Can Vendors Train AI on a Company’s Data?
Generative artificial intelligence models are trained on huge sets of data, and therefore create incentives for companies creating and improving such models to gather as much data and information as possible. This incentive has led some service providers to explore all potential avenues of data collection – including data provided by their own customers. Should customers, whether they are companies using third party software or services to handle core or ancillary elements of their business, be concerned about the privacy of their data or simply, another company monetizing their data?
Court Decisions Have Not Resolved the Issue
Recent court decisions, unfortunately, do not provide much guidance on these emerging issues. The two most recent high-profile cases dealing with intellectual property and artificial intelligence are Bartz v. Anthropic (2025) and Kadrey v. Meta Platforms (2025). In both, plaintiffs sued companies who used their copyrighted information to train their AI models. The courts ruled in favor of the defendants in both cases. The plaintiffs in those cases, however, were literary authors. Therefore, most of the arguments focused on whether the use of these materials was considered fair use, a test used to determine whether an infringement claim is legitimate. In both cases, the courts determined that the level to which artificial intelligence models “transformed” the data that they are trained on into an entirely new and unique output is so significant that the use overcame the copyright claim of the authors. In simpler terms, even though AI is being trained on copyrighted material, the work that is actually produced is so different from the work that it was trained on that the use of copyrighted materials to train the model constitutes fair use.
However, it is important to note that these cases do not set a precedent of a sweeping endorsement that all use of intellectual property to train AI models is permissible. To the contrary, the judge in Kadrey noted that it is certainly possible for AI models trained on copyrighted information to produce outputs that are not so transformative as those presented in Kadrey. The judge noted further that if those cases were brought before him, that he would likely rule in favor of the plaintiffs.
Those decisions dealing with the transformative power of AI do little, however, to address the concerns a company may have about its confidential information. The issues become more complex when the intellectual property in question is not an author’s published works, but rather personally identifiable or confidential. Consider the following set of circumstances: an apartment complex owner hires a third party to handle some of its finances that involve confidential tenant information. The third party then uses the information provided by the apartment complex to train its AI models in order to better serve the property owner. Have the apartment owner’s rights been violated? The answer is somewhat unclear.
The same question can be applied to identifiable or confidential information. One argument is that, as long as the output produced is distorted and deidentified enough that it does not constitute the release of privileged information, there would seemingly be no issue.
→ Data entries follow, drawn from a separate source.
use std::fs::{self, File};
use std::io::{self, BufWriter, Write};
use std::path::Path;

use log::{debug, error, info};
use thiserror::Error;

use crate::constants::{
    BI_BITFIELDS, FILE_HEADER_SIZE, INFO_HEADER_SIZE, MAGIC, MASK_WORD_SIZE, PALETTE_ENTRIES,
    PIXELS_PER_METER, RGBQUAD_SIZE,
};
use crate::surface::{ColorLayout, Surface};

#[derive(Error, Debug)]
pub enum EncodeError {
    #[error("IO error: {0}")]
    Io(#[from] io::Error),
    #[error("encoded bitmap of {0} bytes exceeds the 4 GiB file limit")]
    TooLarge(u64),
}

/// Byte layout of a surface once written as a bitmap file.
#[derive(Debug, Clone, Copy, PartialEq, Eq)]
pub struct FileLayout {
    pub color_table_size: usize,
    pub stride: usize,
    pub pixel_offset: usize,
    pub image_size: usize,
    pub file_size: usize,
}

impl FileLayout {
    pub fn of(surface: &Surface) -> Self {
        let descriptor = surface.descriptor();
        let color_table_size = match descriptor.layout() {
            ColorLayout::Indexed(_) => RGBQUAD_SIZE * PALETTE_ENTRIES,
            ColorLayout::PackedMask(_) => MASK_WORD_SIZE * 3,
            ColorLayout::Direct => 0,
        };
        let stride = padded_stride(descriptor.row_bytes());
        let pixel_offset = FILE_HEADER_SIZE + INFO_HEADER_SIZE + color_table_size;
        let image_size = stride * descriptor.height() as usize;

        Self {
            color_table_size,
            stride,
            pixel_offset,
            image_size,
            file_size: pixel_offset + image_size,
        }
    }
}

/// Rows in a bitmap file start on 4-byte boundaries.
pub fn padded_stride(row_bytes: usize) -> usize {
    (row_bytes + 3) & !3
}

/// Serialises a surface into an in-memory bitmap file.
pub fn encode(surface: &Surface) -> Result<Vec<u8>, EncodeError> {
    let mut encoded = Vec::with_capacity(FileLayout::of(surface).file_size);
    encode_to(surface, &mut encoded)?;
    Ok(encoded)
}

pub fn encode_to<W: Write>(surface: &Surface, mut writer: W) -> Result<(), EncodeError> {
    let descriptor = surface.descriptor();
    let layout = FileLayout::of(surface);

    let file_size = u32::try_from(layout.file_size).map_err(|_| {
        error!("Bitmap of {} bytes cannot be described by a file header", layout.file_size);
        EncodeError::TooLarge(layout.file_size as u64)
    })?;

    info!(
        "Encoding {}x{} surface at {} bpp",
        descriptor.width(),
        descriptor.height(),
        descriptor.bits_per_pixel()
    );

    // Step 1: File header
    writer.write_all(&MAGIC)?;
    writer.write_all(&file_size.to_le_bytes())?;
    writer.write_all(&0u16.to_le_bytes())?; // Reserved
    writer.write_all(&0u16.to_le_bytes())?; // Reserved
    writer.write_all(&(layout.pixel_offset as u32).to_le_bytes())?;
    debug!(
        "File header written: size={} offset={}",
        file_size, layout.pixel_offset
    );

    // Step 2: Info header
    let colors_used = match descriptor.layout() {
        ColorLayout::Indexed(_) => PALETTE_ENTRIES as u32,
        _ => 0,
    };
    writer.write_all(&(INFO_HEADER_SIZE as u32).to_le_bytes())?;
    writer.write_all(&(descriptor.width() as i32).to_le_bytes())?;
    writer.write_all(&descriptor.stored_height().to_le_bytes())?;
    writer.write_all(&1u16.to_le_bytes())?; // Planes
    writer.write_all(&descriptor.format().bit_count().to_le_bytes())?;
    writer.write_all(&descriptor.format().compression().to_le_bytes())?;
    writer.write_all(&(layout.image_size as u32).to_le_bytes())?;
    writer.write_all(&PIXELS_PER_METER.to_le_bytes())?;
    writer.write_all(&PIXELS_PER_METER.to_le_bytes())?;
    writer.write_all(&colors_used.to_le_bytes())?;
    writer.write_all(&0u32.to_le_bytes())?; // Important colours
    debug!(
        "Info header written: bit count {}, compression {}",
        descriptor.format().bit_count(),
        descriptor.format().compression()
    );

    // Step 3: Colour table
    match descriptor.layout() {
        ColorLayout::Indexed(palette) => {
            for color in palette.entries() {
                writer.write_all(&[color.b, color.g, color.r, 0])?;
            }
            debug!("Palette written with {} entries", PALETTE_ENTRIES);
        }
        ColorLayout::PackedMask(masks) => {
            debug_assert_eq!(descriptor.format().compression(), BI_BITFIELDS);
            for word in masks.to_words() {
                writer.write_all(&word.to_le_bytes())?;
            }
            debug!("Channel masks written: {:08X?}", masks.to_words());
        }
        ColorLayout::Direct => {}
    }

    // Step 4: Pixel rows, top row first
    let padding = [0u8; 3];
    let pad = layout.stride - descriptor.row_bytes();
    for row in surface.pixels().as_bytes().chunks_exact(descriptor.row_bytes()) {
        writer.write_all(row)?;
        writer.write_all(&padding[..pad])?;
    }
    writer.flush()?;

    info!("Encoding completed: {} bytes", layout.file_size);
    Ok(())
}

/// Writes the surface to `path` as a bitmap file. The surface is left
/// untouched whether or not the export succeeds, and a failed export leaves
/// no partial file behind.
pub fn export_surface_to_file<P: AsRef<Path>>(surface: &Surface, path: P) -> Result<(), EncodeError> {
    write_file(path.as_ref(), |writer| encode_to(surface, writer))
}

fn write_file<F>(path: &Path, write: F) -> Result<(), EncodeError>
where
    F: FnOnce(BufWriter<File>) -> Result<(), EncodeError>,
{
    let file = File::create(path).map_err(|e| {
        error!("Can't open {} for writing: {}", path.display(), e);
        e
    })?;

    if let Err(e) = write(BufWriter::new(file)) {
        error!("Failed to write bitmap to {}: {}", path.display(), e);
        if let Err(remove_error) = fs::remove_file(path) {
            error!("Can't remove partial file {}: {}", path.display(), remove_error);
        }
        return Err(e);
    }

    info!("Bitmap saved to {}", path.display());
    Ok(())
}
A counterargument is that even if information is deidentified, the robust power of AI may allow a third party to reconstruct the deidentified data. Yet another counterargument is that the vendor contractually agreed to use the customer data solely to provide services to the customer, not to improve its own product or service.
Contractual Language Can Solve the Problem
There is a solution other than waiting for the courts to decide this issue: provide for the treatment of the data in the vendor-customer contract. Adding the relevant contractual language will benefit both parties because, like other contractual provisions, providing clarity as to the parties’ rights and obligations decreases the likelihood of a dispute. The nature of the AI-related clauses can vary depending on the interests of the parties, from using the customer’s data to improve the vendor’s product to prohibiting the use of the customer’s data to train the vendor’s AI model. Depending on the nature of the data and the concerns of the customer, the clauses can include indemnification, audit rights, security assurances, requirements to delete the customer’s data at the termination of the relationship, and penalties.
Next Steps
Customers need to stay vigilant of what is being done with the information they are providing to their vendors for a multitude of reasons (to ensure confidentiality, to be able to structure their contracts with vendors in such a way that vendors are prevented from using their intellectual property to train their AI models, to make sure that their vendors are not unduly profiting off their data without providing adequate compensation, etc.). Vendors need to stay cognizant of the most recent court decisions having to do with these issues, and note what their own contracts say in order to avoid costly lawsuits, punitive legal action, and, as importantly as the legal issues, hurting their relationships with their customers. Like AI itself, the laws and court decisions about AI will change rapidly.